• aRealidealist
    125
    “No man ever steps in the same river twice, for it's not the same river and he's not the same man.” — Heraclitus’ primary claim, as it’s generally expressed in the manner above, of absolute change or impermanence (of either things, or the self) is inherently flawed.

    His assertion as such can be rebutted in multiple ways; for now, though, I’ll respectfully choose to only express one way that specifically pertains to the self: (1) by exposing the contradiction of being able to demonstrate or know for a fact that no “man” ever steps in the same river twice (emphasis on the word ‘twice’).

    1.) If one claims to know or have demonstrated that, “No man ever steps in the same river twice,” then, in some respect, one has already presupposed the permanence of their self, since one cannot know or demonstrate that a given “man” didn’t continue to be the same person after they stepped in a given river once, without their own self having had endured this very transition of that given “man“ not remaining the same person after they stepped in a given river.
  • tim wood
    8.7k
    Very likely those who heard and knew him, or were directly familiar with his thought and his purposes that he realized in his thinking, understood Heraclitus reasonably well - even if he was the butt of the joke that you couldn't even step into the same river once. And likely you also understand reasonably well what he meant. And to understand what he meant, you have to grant him his usage of his terms and accept them yourself. Again, I think you likely are well able to do that. But you choose not to in this case. That means you're not talking about anything Heraclitus said, but rather about some meaning that can be stretched over the words and sense of what he did mean. Clever of you, but not especially useful. And no evidence at all that what he said "is inherently flawed."
  • aRealidealist
    125
    Heraclitus himself, in fact, produced a manuscript of his own that was entitled, “On Nature”, which he submitted to the historically famous “Artemisium”, &, therefore, he wasn’t merely remembered as having voiced opinion “x, y, & z”, so, try to bear in mind that all of his extant quotations come from people who had access to & directly cited his personal manuscripts; which is why we only have fragments of his work, since no respectable author ever quotes an entire body of work of another author, but only parts, bits or fragments of it.
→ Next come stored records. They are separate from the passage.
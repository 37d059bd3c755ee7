//! Error types shared across Montage crates.

use std::path::PathBuf;

use serde::{Deserialize, Serialize};

/// Top-level error type for Montage operations.
#[derive(Debug, thiserror::Error)]
pub enum MontageError {
    /// Source unresolvable or unreadable. Fatal to the operation.
    #[error("Resource error: {message}")]
    Resource { message: String },

    /// The decoder handle is gone; recoverable through a refresh.
    #[error("Decoder unavailable: {message}")]
    DecoderUnavailable { message: String },

    #[error("Invalid parameter: {message}")]
    InvalidParameter { message: String },

    #[error("Out of range: {message}")]
    OutOfRange { message: String },

    #[error("Not decodable: {message}")]
    NotDecodable { message: String },

    #[error("Project error: {message}")]
    Project { message: String },

    #[error("Configuration error: {message}")]
    Config { message: String },

    #[error("File not found: {path}")]
    FileNotFound { path: PathBuf },

    #[error(transparent)]
    Io(#[from] std::io::Error),

    #[error(transparent)]
    Json(#[from] serde_json::Error),

    #[error(transparent)]
    Other(#[from] anyhow::Error),
}

/// Result type alias using MontageError.
pub type MontageResult<T> = Result<T, MontageError>;

/// Discriminant of a [`MontageError`], cheap to copy into per-item reports.
#[derive(Debug, Clone, Copy, PartialEq, Eq, Hash, Serialize, Deserialize)]
#[serde(rename_all = "snake_case")]
pub enum ErrorKind {
    Resource,
    DecoderUnavailable,
    InvalidParameter,
    OutOfRange,
    NotDecodable,
    Timeout,
    Project,
    Config,
    Io,
    Other,
}

impl MontageError {
    pub fn resource(msg: impl Into<String>) -> Self {
        Self::Resource {
            message: msg.into(),
        }
    }

    pub fn decoder_unavailable(msg: impl Into<String>) -> Self {
        Self::DecoderUnavailable {
            message: msg.into(),
        }
    }

    pub fn invalid_parameter(msg: impl Into<String>) -> Self {
        Self::InvalidParameter {
            message: msg.into(),
        }
    }

    pub fn out_of_range(msg: impl Into<String>) -> Self {
        Self::OutOfRange {
            message: msg.into(),
        }
    }

    pub fn not_decodable(msg: impl Into<String>) -> Self {
        Self::NotDecodable {
            message: msg.into(),
        }
    }

    pub fn project(msg: impl Into<String>) -> Self {
        Self::Project {
            message: msg.into(),
        }
    }

    pub fn kind(&self) -> ErrorKind {
        match self {
            Self::Resource { .. } => ErrorKind::Resource,
            Self::DecoderUnavailable { .. } => ErrorKind::DecoderUnavailable,
            Self::InvalidParameter { .. } => ErrorKind::InvalidParameter,
            Self::OutOfRange { .. } => ErrorKind::OutOfRange,
            Self::NotDecodable { .. } => ErrorKind::NotDecodable,
            Self::Project { .. } => ErrorKind::Project,
            Self::Config { .. } => ErrorKind::Config,
            Self::FileNotFound { .. } | Self::Io(_) => ErrorKind::Io,
            Self::Json(_) | Self::Other(_) => ErrorKind::Other,
        }
    }

    /// Whether a refresh of the underlying asset may clear this error.
    pub fn is_recoverable(&self) -> bool {
        matches!(self, Self::DecoderUnavailable { .. })
    }
}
    Therefore, to be clear, the quote in my O.P. is literally in Heraclitus’ own words, it’s a direct quotation from him; so I’m not merely discussing hearsay about his philosophy, that’s a direct albeit short passage from his personal work.

    Ok, now that that’s cleared up, even though all of that was & is pretty irrelevant to the matter at hand, let’s get to the point. In my view, Heraclitus meaning in that short passage is quite obvious; & my interpretation of his meaning, here, isn’t far off, if at all, from the general understanding of what his philosophy is intended to mean, imply or suggest, which is that of ceaseless change/ impermanence.
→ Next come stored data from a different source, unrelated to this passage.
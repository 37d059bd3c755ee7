//! Placement of a clip's source content in the output frame.
//!
//! The resolver maps the resolved source region onto the resolved
//! destination region according to the clip's [`ScalingMode`], then rotates
//! the result about the destination center. Coordinates are pixels with `y`
//! growing downward, so a positive rotation turns clockwise on screen.

use serde::Serialize;

use montage_common::{approx_eq, Diagnostic};
use montage_project_model::clip::{Clip, ScalingMode};
use montage_project_model::region::{Point2D, Rect, Size};

/// A 2D affine transform.
///
/// ```text
/// x' = a * x + c * y + tx
/// y' = b * x + d * y + ty
/// ```
#[derive(Debug, Clone, Copy, PartialEq, Serialize)]
pub struct Affine2D {
    pub a: f64,
    pub b: f64,
    pub c: f64,
    pub d: f64,
    pub tx: f64,
    pub ty: f64,
}

impl Affine2D {
    pub const IDENTITY: Affine2D = Affine2D {
        a: 1.0,
        b: 0.0,
        c: 0.0,
        d: 1.0,
        tx: 0.0,
        ty: 0.0,
    };

    pub fn translation(tx: f64, ty: f64) -> Self {
        Self {
            tx,
            ty,
            ..Self::IDENTITY
        }
    }

    pub fn scaling(sx: f64, sy: f64) -> Self {
        Self {
            a: sx,
            d: sy,
            ..Self::IDENTITY
        }
    }

    pub fn rotation(radians: f64) -> Self {
        let (sin, cos) = radians.sin_cos();
        Self {
            a: cos,
            b: sin,
            c: -sin,
            d: cos,
            tx: 0.0,
            ty: 0.0,
        }
    }

    /// Rotation by `radians` about `pivot`.
    pub fn rotation_about(radians: f64, pivot: Point2D) -> Self {
        Self::translation(-pivot.x, -pivot.y)
            .then(&Self::rotation(radians))
            .then(&Self::translation(pivot.x, pivot.y))
    }

    /// Apply `self` first, then `next`.
    pub fn then(&self, next: &Affine2D) -> Affine2D {
        Affine2D {
            a: next.a * self.a + next.c * self.b,
            b: next.b * self.a + next.d * self.b,
            c: next.a * self.c + next.c * self.d,
            d: next.b * self.c + next.d * self.d,
            tx: next.a * self.tx + next.c * self.ty + next.tx,
            ty: next.b * self.tx + next.d * self.ty + next.ty,
        }
    }

    pub fn apply(&self, p: Point2D) -> Point2D {
        Point2D::new(
            self.a * p.x + self.c * p.y + self.tx,
            self.b * p.x + self.d * p.y + self.ty,
        )
    }

    /// Inverse transform, `None` when singular.
    pub fn inverse(&self) -> Option<Affine2D> {
        let det = self.a * self.d - self.b * self.c;
        if det.abs() < 1e-12 || !det.is_finite() {
            return None;
        }
        let a = self.d / det;
        let b = -self.b / det;
        let c = -self.c / det;
        let d = self.a / det;
        Some(Affine2D {
            a,
            b,
            c,
            d,
            tx: -(a * self.tx + c * self.ty),
            ty: -(b * self.tx + d * self.ty),
        })
    }

    pub fn approx_eq(&self, other: &Affine2D) -> bool {
        approx_eq(self.a, other.a)
            && approx_eq(self.b, other.b)
            && approx_eq(self.c, other.c)
            && approx_eq(self.d, other.d)
            && approx_eq(self.tx, other.tx)
            && approx_eq(self.ty, other.ty)
    }

    pub fn is_identity(&self) -> bool {
        self.approx_eq(&Self::IDENTITY)
    }
}

impl Default for Affine2D {
    fn default() -> Self {
        Self::IDENTITY
    }
}

/// Result of placing one source rectangle into one destination rectangle.
#[derive(Debug, Clone, PartialEq, Serialize)]
pub struct Placement {
    /// Maps source-content pixels to output pixels.
    pub transform: Affine2D,
    /// Where the scaled source lands before rotation.
    pub placed: Rect,
    /// Part of `placed` inside the destination; what should be drawn.
    pub visible: Rect,
    /// Part of the source region that ends up in `visible`.
    pub visible_source: Rect,
    /// Source or destination had no area; `transform` is the identity.
    pub degenerate: bool,
}

/// Placement of a clip, plus any region clamps that were applied.
#[derive(Debug, Clone, PartialEq)]
pub struct ClipPlacement {
    pub source: Rect,
    pub dest: Rect,
    pub placement: Placement,
    pub diagnostics: Vec<Diagnostic>,
}

/// Stateless geometry resolution.
pub struct GeometryResolver;

impl GeometryResolver {
    /// Map `source` onto `dest` using `mode`, then rotate about the center
    /// of `dest`.
    ///
    /// Never fails: if either rectangle has no area the result is the
    /// identity with `degenerate` set.
    pub fn resolve(source: Rect, dest: Rect, mode: ScalingMode, rotation: f64) -> Placement {
        if source.is_degenerate() || dest.is_degenerate() {
            return Placement {
                transform: Affine2D::IDENTITY,
                placed: dest,
                visible: dest,
                visible_source: source,
                degenerate: true,
            };
        }

        let (sx, sy) = scale_factors(source.size(), dest.size(), mode);
        let center = dest.center();
        let placed_w = source.w * sx;
        let placed_h = source.h * sy;
        let placed = Rect::new(
            center.x - placed_w / 2.0,
            center.y - placed_h / 2.0,
            placed_w,
            placed_h,
        );

        let rotation = if rotation.is_finite() { rotation } else { 0.0 };
        let transform = Affine2D::translation(-source.x, -source.y)
            .then(&Affine2D::scaling(sx, sy))
            .then(&Affine2D::translation(placed.x, placed.y))
            .then(&Affine2D::rotation_about(rotation, center));

        let visible = placed.intersection(&dest).unwrap_or(Rect::new(center.x, center.y, 0.0, 0.0));
        let visible_source = Rect::new(
            source.x + (visible.x - placed.x) / sx,
            source.y + (visible.y - placed.y) / sy,
            visible.w / sx,
            visible.h / sy,
        );

        Placement {
            transform,
            placed,
            visible,
            visible_source,
            degenerate: false,
        }
    }

    /// Resolve a clip's regions and place it in a frame of `render_size`.
    pub fn resolve_clip(clip: &Clip, render_size: Size) -> ClipPlacement {
        let source = clip.source_region().resolve(clip.source_size());
        let dest = clip.dest_region().resolve(render_size);
        let diagnostics = source
            .diagnostic
            .into_iter()
            .chain(dest.diagnostic)
            .collect();

        let placement = Self::resolve(source.rect, dest.rect, clip.scaling_mode(), clip.rotation());
        if placement.degenerate {
            tracing::debug!(id = clip.id(), "Degenerate clip geometry, using identity");
        }

        ClipPlacement {
            source: source.rect,
            dest: dest.rect,
            placement,
            diagnostics,
        }
    }
}

fn scale_factors(source: Size, dest: Size, mode: ScalingMode) -> (f64, f64) {
    let sx = dest.width / source.width;
    let sy = dest.height / source.height;
    match mode {
        ScalingMode::None => (1.0, 1.0),
        ScalingMode::Fit => {
            let s = sx.min(sy);
            (s, s)
        }
        ScalingMode::Fill => {
            let s = sx.max(sy);
            (s, s)
        }
        ScalingMode::Stretch => (sx, sy),
    }
}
    Are you denying that, in the aforementioned quote in my O.P., Heraclitus is maintaining that a person or self, a “man” (in his words), cannot exist for more than a moment or instant?
  • I like sushi
    4.3k
    The ‘memory’ is the ‘illusion’ of ‘permanence’. We need something to ground ourselves in or we’d just be floating entities without any orientation whatsoever.

    The key point is ‘orientation’. A point of reference is required regardless of how ‘permanent’ we consider it to be - hence the reason people believe x, y or z, because it forms their axis mundi/their weltanschauung (aka. ‘worldview’).
  • tim wood
    8.7k
    Are you denying that, in the aforementioned quote in my O.P., Heraclitus is maintaining that a person or self, a “man” (in his words), cannot exist for more than a moment or instant?aRealidealist
    It seems to me that Heraclitus, is as you say, about "ceaseless change/ impermanence."

    (As to the quote,
    the quote in my O.P. is literally in Heraclitus’ own words,aRealidealist
    Your enthusiasm here is understandable, but I thought Heraclitus was a Greek. My point being that translation is problematic.)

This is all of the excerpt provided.